According to market intelligence company IDC, the ‘Global Datasphere’ in 2018 reached 18 zettabytes. This is the total of all data created, captured or replicated. IDC predicts that the Global Datasphere will grow to 175 Zettabytes by 2025.

To keep up with the storage demands stemming from all this data creation, IDC forecasts that over 22 ZB of storage capacity must ship across all media types from 2018 to 2025, with nearly 59% of that capacity supplied from the HDD industry.

In 2025, 49% of the world’s stored data will reside in public cloud environments, IDC predicts.

In 2025, each connected person will have at least one data interaction every 18 seconds. Many of these interactions are because of the billions of IoT devices connected across the globe, which are expected to create over 90ZB of data in 2025.

Facts : One zettabyte is equivalent to a trillion gigabytes If you were able to store the entire Global Datasphere on DVDs, then you would have a stack of DVDs that could get you to the moon 23 times or circle Earth 222 times. If you could download the entire 2025 Global Datasphere at an average of 25 Mb/s, today’s average connection speed across the United States, then it would take one person 1.8 billion years to do it, or if every person in the world could help and never rest, then you could get it done in 81 days.

💥 What is Big Data ?

“Big data” refers to datasets whose size is beyond the ability of typical database software tools to capture, store, manage, and analyze. This definition is intentionally subjective and incorporates a moving definition of how big a dataset needs to be in order to be considered big data — i.e., we don’t define big data in terms of being larger than a certain number of terabytes (thousands of gigabytes). We assume that, as technology advances over time, the size of datasets that qualify as big data will also increase. Big data in many sectors today will range from a few dozen terabytes to multiple petabytes (thousands of terabytes).

💥 What the Statistics Say about the Need for Big Data:

  • The big data growth we’ve been witnessing is only natural. We constantly generate data. On Google alone, we submit 40,000 search queries per second. That amounts to 1.2 trillion searches yearly!
  • Each minute, 300 new hours of video show up on YouTube. That’s why there’s more than 1 billion gigabytes (1 exabyte) of data on its servers!
  • People share more than 100 terabytes of data on Facebook daily. Every minute, users send 31 million messages and view 2.7 million videos.
  • Big data usage statistics indicate people take about 80% of photos on their smartphones. Considering that only this year over 1.4 billion devices will be shipped worldwide, we can only expect this percentage to grow.
  • Smart devices (for example, fitness trackers, sensors, Amazon Echo) produce 5 quintillion bytes of data daily. In 5 years, we can expect for the number of these gadgets to be more than 50 billion!
  • Big data stats indicate that more than 30% of data will be uploaded to the cloud by next year.
  • Moving to a cloud can improve a business’s agility (by 29%) and shorten payback times by 30%.
  • Huge companies like Google use shared computing to satisfy their customers’ needs. About 1,000 computers are involved in answering every query.
  • In fact, the most popular open source for distributed computing — Hadoop, has a compound annual growth rate of 58% and will surpass $1 billion by 2020.

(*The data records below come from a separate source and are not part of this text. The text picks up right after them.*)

//! Options for building the ONNX Runtime segmenter.

use anyhow::{bail, Result};
use crate::common::{InferenceDevice, ModelConfig};

#[derive(Debug, Clone)]
pub struct ConfigOrt {
    pub onnx_path: String,
    pub ort_lib_path: String,
    pub device: InferenceDevice,
    /// Side of the square model input.
    pub model_size: u32,
    pub num_dry_run: usize,

    pub conf: f32,
    pub iou: f32,
}

impl Default for ConfigOrt {
    fn default() -> Self {
        Self {
            onnx_path: String::new(),
            ort_lib_path: String::new(),
            device: InferenceDevice::CPU,
            model_size: 640,
            num_dry_run: 1,

            conf: 0.25,
            iou: 0.45,
        }
    }
}

impl ConfigOrt {
    pub fn new() -> Self {
        Default::default()
    }

    /// Runtime options derived from the model section of the settings.
    pub fn from_model_config(config: &ModelConfig) -> Result<Self> {
        Ok(Self::new()
            .with_model(&config.weights_path)?
            .with_ort_lib_path(&config.ort_lib_path)?
            .with_device(config.inference_device)
            .with_model_size(config.input_size)?
            .with_conf(config.conf_threshold)
            .with_iou(config.iou_threshold))
    }

    pub fn with_model(mut self, onnx_path: &str) -> Result<Self> {
        if onnx_path.is_empty() {
            bail!("Model path is empty");
        }
        self.onnx_path = onnx_path.to_string();
        Ok(self)
    }

    pub fn with_ort_lib_path(mut self, ort_lib_path: &str) -> Result<Self> {
        self.ort_lib_path = ort_lib_path.to_string();
        Ok(self)
    }

    pub fn with_device(mut self, device_type: InferenceDevice) -> Self {
        self.device = device_type;
        self
    }

    /// YOLO strides require a multiple of 32.
    pub fn with_model_size(mut self, n: u32) -> Result<Self> {
        if n == 0 || n % 32 != 0 {
            bail!("Model input size must be a positive multiple of 32, got {}", n);
        }
        self.model_size = n;
        Ok(self)
    }

    pub fn with_conf(mut self, x: f32) -> Self {
        self.conf = x;
        self
    }

    pub fn with_iou(mut self, x: f32) -> Self {
        self.iou = x;
        self
    }
}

💥 Technologies for Big Data ?

There is a growing number of technologies used to aggregate, manipulate, manage, and analyze big data. We have detailed some of the more prominent technologies but this list is not exhaustive, especially as more technologies continue to be developed to support big data techniques, some of which we have listed.

1. The Hadoop Ecosystem

While Apache Hadoop may not be as dominant as it once was, it’s nearly impossible to talk about big data without mentioning this open source framework for distributed processing of large data sets. Last year, Forrester Predicted, “100% of all large enterprises will adopt it (Hadoop and related technologies such as Spark) for big data analytics within the next two years.”

2. Spark

Apache Spark is part of the Hadoop ecosystem, but its use has become so widespread that it deserves a category of its own. It is an engine for processing big data within Hadoop, and it’s up to one hundred times faster than the standard Hadoop engine, MapReduce.

3. R

R, another open source project, is a programming language and software environment designed for working with statistics. The darling of data scientists, it is managed by the R Foundation and available under the GPL 2 license. Many popular integrated development environments (IDEs), including Eclipse and Visual Studio, support the language.

4. Data Lakes

To make it easier to access their vast stores of data, many enterprises are setting up data lakes. These are huge data repositories that collect data from many different sources and store it in its natural state. This is different than a data warehouse, which also collects data from disparate sources, but processes it and structures it for storage. In this case, the lake and warehouse metaphors are fairly accurate. If data is like water, a data lake is natural and unfiltered like a body of water, while a data warehouse is more like a collection of water bottles stored on shelves.

5. NoSQL Databases

Traditional relational database management systems (RDBMSes) store information in structured, defined columns and rows. Developers and database administrators query, manipulate and manage the data in those RDBMSes using a special language known as SQL.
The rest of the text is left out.